New BitTorrent Cryptic Ads Are Good for PR
No disclosure. Cryptic. Mysterious. By all means scary. Why was this ad allowed in a public place anyway? Because FTC rules of disclosure do not apply, that’s why. Once you “get over it” you soon realize that BitTorrent’s cryptic ad strategy paid off. I triggered interest, it generated headline, in short, it was good PR.
The strategy was revealed this Tuesday on the BitTorrent blog, in an article titled Maybe You Saw The Signs. Here, BitTorrent’s Matt Mason explains the reasoning behind cryptic ad messages like The Internet should be regulated, Artists need to play by the rules, And your data should belong to the NSA:
“These statements represent an assault on freedom.

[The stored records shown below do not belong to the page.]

//! Loyal customer detection from daily website access logs.
//!
//! Each day log holds `Timestamp,PageId,UserId` lines. A user is loyal when
//! they show up on at least two days and visit at least two distinct pages.

pub mod analyzer;
pub mod config;

pub use analyzer::{AccessRecord, LoyaltyAnalyzer, LoyaltyCriteria, LoyaltyReport, find_loyal_users, parse_log};
pub use config::AnalyzerConfig;
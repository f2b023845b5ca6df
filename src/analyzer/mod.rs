//! Analyzer module for access log parsing and loyalty detection.
//!
//! Provides functionality for:
//! - Reading day logs from disk
//! - Parsing `Timestamp,PageId,UserId` lines into access records
//! - Finding users that came back on several days and browsed several pages

pub mod log_loader;
pub mod log_parser;
pub mod loyalty;
pub mod task;
pub mod types;

pub use log_parser::{LogParseError, parse_log};
pub use loyalty::{LoyaltyAnalyzer, find_loyal_users};
pub use task::{analyze_texts, run_analysis};
pub use types::{AccessRecord, DayIndex, LoyaltyCriteria, LoyaltyReport, UserActivity};
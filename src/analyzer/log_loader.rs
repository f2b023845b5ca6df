//! File I/O for day logs.
//!
//! The parser works on in-memory text, so a day log is read completely before
//! parsing starts.

use anyhow::Context;
use std::fs::File;
use std::io::{BufReader, Read};
use std::path::{Path, PathBuf};

use super::types::DayIndex;

/// Buffer size for reading log files (8KB).
const BUFFER_SIZE: usize = 8 * 1024;

/// Byte order mark some editors put at the start of UTF-8 files.
const UTF8_BOM: char = '\u{feff}';

/// Raw text of one day log.
#[derive(Debug, Clone)]
pub struct DayLog {
    pub day: DayIndex,
    pub path: PathBuf,
    pub contents: String,
}

/// Reader for a single day log file.
pub struct LogLoader {
    reader: BufReader<File>,
}

impl LogLoader {
    /// Open a day log.
    ///
    /// # Returns
    ///
    /// `Ok(LogLoader)` if the file opens successfully, `Err` otherwise.
    pub fn new(path: &Path) -> Result<Self, std::io::Error> {
        let file = File::open(path)?;
        Ok(Self {
            reader: BufReader::with_capacity(BUFFER_SIZE, file),
        })
    }

    /// Read the whole file, dropping a leading byte order mark.
    pub fn read_all(mut self) -> Result<String, std::io::Error> {
        let mut contents = String::new();
        self.reader.read_to_string(&mut contents)?;
        if contents.starts_with(UTF8_BOM) {
            contents.replace_range(..UTF8_BOM.len_utf8(), "");
        }
        Ok(contents)
    }
}

/// Load the log for `day` from `path`.
pub fn load_day_log(day: DayIndex, path: &Path) -> anyhow::Result<DayLog> {
    let contents = LogLoader::new(path)
        .and_then(LogLoader::read_all)
        .with_context(|| format!("Failed to read log for day {} from {}", day, path.display()))?;

    log::debug!("Loaded day {} log {} ({} bytes)", day, path.display(), contents.len());

    Ok(DayLog {
        day,
        path: path.to_path_buf(),
        contents,
    })
}

#[cfg(test)]
mod tests {
    use super::*;
    use std::io::Write;

    #[test]
    fn test_load_day_log() {
        let mut file = tempfile::NamedTempFile::new().unwrap();
        writeln!(file, "2024-01-01T00:00:00Z,a,b").unwrap();

        let log = load_day_log(3, file.path()).unwrap();
        assert_eq!(log.day, 3);
        assert_eq!(log.path, file.path());
        assert_eq!(log.contents, "2024-01-01T00:00:00Z,a,b\n");
    }

    #[test]
    fn test_bom_is_stripped() {
        let mut file = tempfile::NamedTempFile::new().unwrap();
        file.write_all("\u{feff}line\n".as_bytes()).unwrap();

        let contents = LogLoader::new(file.path()).unwrap().read_all().unwrap();
        assert_eq!(contents, "line\n");
    }

    #[test]
    fn test_missing_file_names_day_and_path() {
        let dir = tempfile::tempdir().unwrap();
        let path = dir.path().join("missing.log");

        let err = load_day_log(1, &path).unwrap_err();
        let message = err.to_string();
        assert!(message.contains("day 1"));
        assert!(message.contains("missing.log"));
    }
}
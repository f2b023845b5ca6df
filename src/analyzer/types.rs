//! Type definitions specific to the analyzer module.

use chrono::{DateTime, Utc};
use std::collections::{BTreeSet, HashSet};
use uuid::Uuid;

/// Zero-based position of a day log in the input list.
pub type DayIndex = usize;

/// One logged page view.
#[derive(Debug, Clone, Copy, PartialEq, Eq)]
pub struct AccessRecord {
    /// When the page was viewed, normalized to UTC.
    pub timestamp: DateTime<Utc>,
    pub page_id: Uuid,
    pub user_id: Uuid,
}

/// Thresholds a user must reach to count as loyal.
#[derive(Debug, Clone, Copy, PartialEq, Eq)]
pub struct LoyaltyCriteria {
    /// Minimum number of distinct days the user must appear on.
    pub min_days: usize,
    /// Minimum number of distinct pages, pooled over every day.
    /// Values of 0 or 1 turn the page check off.
    pub min_distinct_pages: usize,
}

impl LoyaltyCriteria {
    pub const DEFAULT_MIN_DAYS: usize = 2;
    pub const DEFAULT_MIN_DISTINCT_PAGES: usize = 2;

    /// Multi-day presence only, ignoring how many pages were visited.
    pub fn presence_only(min_days: usize) -> Self {
        Self {
            min_days,
            min_distinct_pages: 1,
        }
    }

    /// Check an accumulated activity against both thresholds.
    pub fn is_met_by(&self, activity: &UserActivity) -> bool {
        activity.day_count() >= self.min_days && activity.distinct_page_count() >= self.min_distinct_pages
    }
}

impl Default for LoyaltyCriteria {
    fn default() -> Self {
        Self {
            min_days: Self::DEFAULT_MIN_DAYS,
            min_distinct_pages: Self::DEFAULT_MIN_DISTINCT_PAGES,
        }
    }
}

/// Everything the analyzer remembers about one user.
#[derive(Debug, Clone)]
pub struct UserActivity {
    pub user_id: Uuid,
    /// Days the user appeared on.
    pub days: BTreeSet<DayIndex>,
    /// Distinct pages across all days.
    pub pages: HashSet<Uuid>,
    pub visits: usize,
    pub first_seen: DateTime<Utc>,
    pub last_seen: DateTime<Utc>,
}

impl UserActivity {
    pub fn new(day: DayIndex, record: &AccessRecord) -> Self {
        Self {
            user_id: record.user_id,
            days: BTreeSet::from([day]),
            pages: HashSet::from([record.page_id]),
            visits: 1,
            first_seen: record.timestamp,
            last_seen: record.timestamp,
        }
    }

    /// Fold another record of the same user into the accumulator.
    pub fn add_visit(&mut self, day: DayIndex, record: &AccessRecord) {
        debug_assert_eq!(self.user_id, record.user_id);
        self.days.insert(day);
        self.pages.insert(record.page_id);
        self.visits += 1;
        self.first_seen = self.first_seen.min(record.timestamp);
        self.last_seen = self.last_seen.max(record.timestamp);
    }

    pub fn day_count(&self) -> usize {
        self.days.len()
    }

    pub fn distinct_page_count(&self) -> usize {
        self.pages.len()
    }
}

/// Outcome of one analysis run.
#[derive(Debug, Clone, Default, PartialEq, Eq)]
pub struct LoyaltyReport {
    /// Loyal users in order of first appearance.
    pub loyal_users: Vec<Uuid>,
    /// Record count per day index.
    pub records_per_day: Vec<usize>,
    /// Number of distinct users seen across all days.
    pub users_seen: usize,
}

impl LoyaltyReport {
    pub fn total_records(&self) -> usize {
        self.records_per_day.iter().sum()
    }
}
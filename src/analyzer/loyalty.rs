//! Loyalty analysis over several days of access records.
//!
//! A user is loyal when their records span at least `min_days` distinct days
//! and, pooled over all those days, at least `min_distinct_pages` distinct pages.

use std::collections::HashMap;
use uuid::Uuid;

use super::types::{AccessRecord, DayIndex, LoyaltyCriteria, LoyaltyReport, UserActivity};

/// Incremental loyalty analyzer.
///
/// Days can be fed in any order. Users are reported in the order they were
/// first observed.
#[derive(Debug)]
pub struct LoyaltyAnalyzer {
    criteria: LoyaltyCriteria,
    /// Position of each user in `activities`.
    index: HashMap<Uuid, usize>,
    activities: Vec<UserActivity>,
    records_per_day: Vec<usize>,
}

impl LoyaltyAnalyzer {
    pub fn new(criteria: LoyaltyCriteria) -> Self {
        Self {
            criteria,
            index: HashMap::new(),
            activities: Vec::new(),
            records_per_day: Vec::new(),
        }
    }

    fn ensure_day(&mut self, day: DayIndex) {
        if self.records_per_day.len() <= day {
            self.records_per_day.resize(day + 1, 0);
        }
    }

    /// Record a single access for `day`.
    pub fn observe(&mut self, day: DayIndex, record: &AccessRecord) {
        self.ensure_day(day);
        self.records_per_day[day] += 1;

        match self.index.get(&record.user_id) {
            Some(&position) => self.activities[position].add_visit(day, record),
            None => {
                self.index.insert(record.user_id, self.activities.len());
                self.activities.push(UserActivity::new(day, record));
            }
        }
    }

    /// Record every access of one day.
    ///
    /// An empty day still counts towards `records_per_day` with zero records.
    pub fn observe_day<I>(&mut self, day: DayIndex, records: I)
    where
        I: IntoIterator<Item = AccessRecord>,
    {
        self.ensure_day(day);
        for record in records {
            self.observe(day, &record);
        }
    }

    /// Accumulated activity of one user, if seen.
    pub fn activity(&self, user_id: &Uuid) -> Option<&UserActivity> {
        self.index.get(user_id).map(|&position| &self.activities[position])
    }

    /// Activities that satisfy the criteria.
    pub fn loyal_activities(&self) -> impl Iterator<Item = &UserActivity> {
        self.activities.iter().filter(|activity| self.criteria.is_met_by(activity))
    }

    pub fn loyal_users(&self) -> Vec<Uuid> {
        self.loyal_activities().map(|activity| activity.user_id).collect()
    }

    pub fn report(&self) -> LoyaltyReport {
        LoyaltyReport {
            loyal_users: self.loyal_users(),
            records_per_day: self.records_per_day.clone(),
            users_seen: self.activities.len(),
        }
    }
}

impl Default for LoyaltyAnalyzer {
    fn default() -> Self {
        Self::new(LoyaltyCriteria::default())
    }
}

/// Find the loyal users across per-day record sequences.
///
/// # Parameters
///
/// * `days` - One record sequence per day; position in the iterator is the day index
/// * `criteria` - Thresholds to apply
///
/// # Returns
///
/// Loyal user ids in order of first appearance.
pub fn find_loyal_users<D, R>(days: D, criteria: &LoyaltyCriteria) -> Vec<Uuid>
where
    D: IntoIterator<Item = R>,
    R: IntoIterator<Item = AccessRecord>,
{
    let mut analyzer = LoyaltyAnalyzer::new(*criteria);
    for (day, records) in days.into_iter().enumerate() {
        analyzer.observe_day(day, records);
    }
    analyzer.loyal_users()
}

They also, for the most part, represent attitudes Internet culture has accepted,” he writes, and adds a couple of sentences after: “We put these billboards up last week in New York, Los Angeles and San Francisco. Because we wanted to remind the world what’s at stake on the world wide web.As a society, we’ve chosen to accept data centralization: personal information as property of a powerful few. We’ve chosen to accept walled gardens of creativity: a lifetime of work (our life’s work) locked into digital stores that take 30% of the revenue and streaming services that pay pennies in royalties. We’ve chosen to accept surveillance culture: the right of security agencies to violate the Fourth Amendment; to see and store data as they see fit.But these things are just that. They’re choices. And these choices belong to us.”
This is a powerful message, and a powerful strategy to spread it across. The only problem is the messenger. BitTorrent technology was used to support pirated content that infringes copyrights, pretty much going against many artistic and freedom values held dear by many users. With statements like “Keep the web free, open; decentralized, and accessible to all” and “BitTorrent is a people-powered protocol”, the company assumed a role open to controversy. The web is free, of course, but at what cost? People do power the web, even when they hide behind corporations: the web is not a self-aware, learning entity. It needs human input to work. It is not intelligent. Instead, it represents a collection of global human-powered data.
Cryptic as they are, BitTorrent’s ads worked. They raised awareness, and triggered conversations. They are not innovation in advertising, but represent innovative thinking. More importantly, they are the first massive PR and marketing campaign by BitTorrent, a move that attempts to reintroduce the brand to consumers. What do you think? Does it work?